Depuis mercredi en effet, la Russie s'emploie à écraser les gangs de tueurs qui plongent la Syrie dans l'enfer depuis quatre ans et demi maintenant. Plutôt positif à première vue non? Sauf que comme l'a déclaré sans sourciller le néocon américain McCain, Moscou aurait « frappé des groupes armés et entraînés par la CIA » (SIC) (2). Il est vrai que contrairement à la fumeuse coalition atlantiste Obama-Hollande, la Russie n'entend faire aucune différence entre les bouchers d'al-Nosra (copains de Fabius), d'al-Qaïda (copains de la CIA) ou de Daesh (copains de plus personne).

Pour la première fois depuis le début du chaos initié par les puissances occidentales dans le pays (3), la Syrie a donc une vraie chance de commencer à voir le bout du tunnel, si toutefois on laisse faire Moscou.

L'Empire et son inculpabilité

C'est quand même du caviar : entendre le sénateur John McCain reconnaître publiquement que la CIA arme et forme des combattants en Syrie est tout simplement savoureux. Il est vrai que la formation de « contras » pour alimenter les charniers mondiaux est une tradition de la machine de guerre qu'est l'Empire US. Mais tout de même, que des officiels trouvent tout à coup naturel de le reconnaître publiquement témoigne une fois de plus, s'il en était besoin, de cette arrogance, de cette inculpabilité propre à un Empire qui s'estime par nature au-dessus du droit et qui constitue, à cet égard, la principale menace pour la paix mondiale.
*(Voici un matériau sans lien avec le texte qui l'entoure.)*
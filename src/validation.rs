/// 入簿前的业务准入
///
/// 行协议解析只保证命令形状正确；这里拦截业务上非法的提交命令，
/// 被拒绝的命令不会进入任何订单簿。价格 0 是保留值，数量 0 是
/// 空订单，标的名限长（接入协议最多 8 字节）。取消命令只携带
/// 订单号，永远直接放行——未知订单号在下游是正常的否定回报，
/// 不是准入问题。

use crate::protocol::ClientCommand;
use std::fmt;

/// 拒绝原因
#[derive(Debug, Clone, Copy, PartialEq, Eq)]
pub enum Reject {
    /// 价格为保留值 0
    ReservedPrice,
    /// 数量为 0 的空订单
    EmptyOrder,
    /// 数量超出单笔上限
    OversizedOrder { count: u32, limit: u32 },
    /// 标的名为空或超长
    BadInstrument { len: usize, limit: usize },
}

impl fmt::Display for Reject {
    fn fmt(&self, f: &mut fmt::Formatter<'_>) -> fmt::Result {
        match self {
            Reject::ReservedPrice => write!(f, "price 0 is reserved"),
            Reject::EmptyOrder => write!(f, "order with zero count"),
            Reject::OversizedOrder { count, limit } => {
                write!(f, "count {} exceeds per-order limit {}", count, limit)
            }
            Reject::BadInstrument { len, limit } => {
                write!(f, "instrument length {} outside 1..={}", len, limit)
            }
        }
    }
}

impl std::error::Error for Reject {}

/// 提交命令的业务限制
#[derive(Debug, Clone, Copy)]
pub struct Limits {
    /// 单笔数量上限
    pub max_count: u32,
    /// 标的名最大字节数
    pub max_instrument_len: usize,
}

impl Default for Limits {
    fn default() -> Self {
        Self {
            max_count: u32::MAX,
            max_instrument_len: 8,
        }
    }
}

impl Limits {
    /// 判定一条命令能否进入撮合核心
    pub fn admit(&self, command: &ClientCommand) -> Result<(), Reject> {
        let ClientCommand::Submit {
            instrument,
            price,
            count,
            ..
        } = command
        else {
            // 取消命令没有可校验的内容
            return Ok(());
        };

        if *price == 0 {
            return Err(Reject::ReservedPrice);
        }
        if *count == 0 {
            return Err(Reject::EmptyOrder);
        }
        if *count > self.max_count {
            return Err(Reject::OversizedOrder {
                count: *count,
                limit: self.max_count,
            });
        }
        if instrument.is_empty() || instrument.len() > self.max_instrument_len {
            return Err(Reject::BadInstrument {
                len: instrument.len(),
                limit: self.max_instrument_len,
            });
        }
        Ok(())
    }
}

#[cfg(test)]
mod tests {
    use super::*;
    use crate::protocol::parse_command;

    fn admit(line: &str) -> Result<(), Reject> {
        Limits::default().admit(&parse_command(line).unwrap())
    }

    #[test]
    fn test_default_limits_admit_normal_traffic() {
        for line in ["B 1 AAPL 100 10", "S 2 X 1 1", "C 7"] {
            assert_eq!(admit(line), Ok(()), "rejected {}", line);
        }
    }

    #[test]
    fn test_reserved_price_and_empty_order() {
        assert_eq!(admit("B 1 AAPL 0 10"), Err(Reject::ReservedPrice));
        assert_eq!(admit("S 1 AAPL 100 0"), Err(Reject::EmptyOrder));
        // 价格检查先于数量检查
        assert_eq!(admit("B 1 AAPL 0 0"), Err(Reject::ReservedPrice));
    }

    #[test]
    fn test_instrument_length_boundary() {
        // 8 字节恰好在限内
        assert_eq!(admit("B 1 ABCDEFGH 100 10"), Ok(()));
        assert_eq!(
            admit("B 1 ABCDEFGHI 100 10"),
            Err(Reject::BadInstrument { len: 9, limit: 8 })
        );
    }

    #[test]
    fn test_count_cap_applies_to_submits_only() {
        let limits = Limits {
            max_count: 100,
            ..Default::default()
        };

        let oversized = parse_command("B 1 AAPL 100 500").unwrap();
        assert_eq!(
            limits.admit(&oversized),
            Err(Reject::OversizedOrder {
                count: 500,
                limit: 100,
            })
        );

        // 取消命令不受数量上限约束
        let cancel = parse_command("C 500").unwrap();
        assert_eq!(limits.admit(&cancel), Ok(()));
    }
}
Le plus fantastique est que la presse bobo-atlantiste ne s'est absolument pas émue de la chose, trop occupée qu'elle était à propager la bonne parole russophobe que le Système exigeait d'elle. Des fonctionnaires aguerris de la propagande atlantiste aux jeunes plumitifs en formation rêvant de leur Guerre d'Espagne, chacun a donc pu s'offrir son petit supplément d'âme du jour en prêtant comme de coutume à Poutine les pires intentions hégémoniques qui soient.


Commentaire : Concernant McCain, faisant preuve de son habituelle attitude violente, il a récemment affirmé que, s'il était le Président des États-Unis, il autoriserait les rebelles "modérés" à abattre des avions russes en territoire syrien (vidéo en anglais), tout ceci, dit avec un grand sourire, et au milieu d'autres affirmations ignorantes, ridicules et propagandistes. De plus, il a prédit avec sa boule de cristal que la Russie aurait le même destin que La Libye. À ces mots remplis de haine et de mépris, Poutine a répondu ainsi, en gros :
"Tout d'abord, nous ne sommes pas amis, McCain et moi. Je l'ai rencontré une fois à Munich, je crois."

[...] "Premièrement, son message ne m'était pas adressé directement, mais il parlait plutôt de toute la Russie. Il y a des gens qui aimeraient voir la Russie écartée. [...] Ils ont toujours peur de notre potentiel nucléaire, et c'est pour ça que nous pouvons encore faire de la politique indépendante. C'est pour ça aussi que nous sommes un pays qui "dérange" sur la scène internationale. [...] Deuxièmement, l'Occident n'est pas homogène. Nous avons plus d'alliés que nous n'avons d'ennemis." [...]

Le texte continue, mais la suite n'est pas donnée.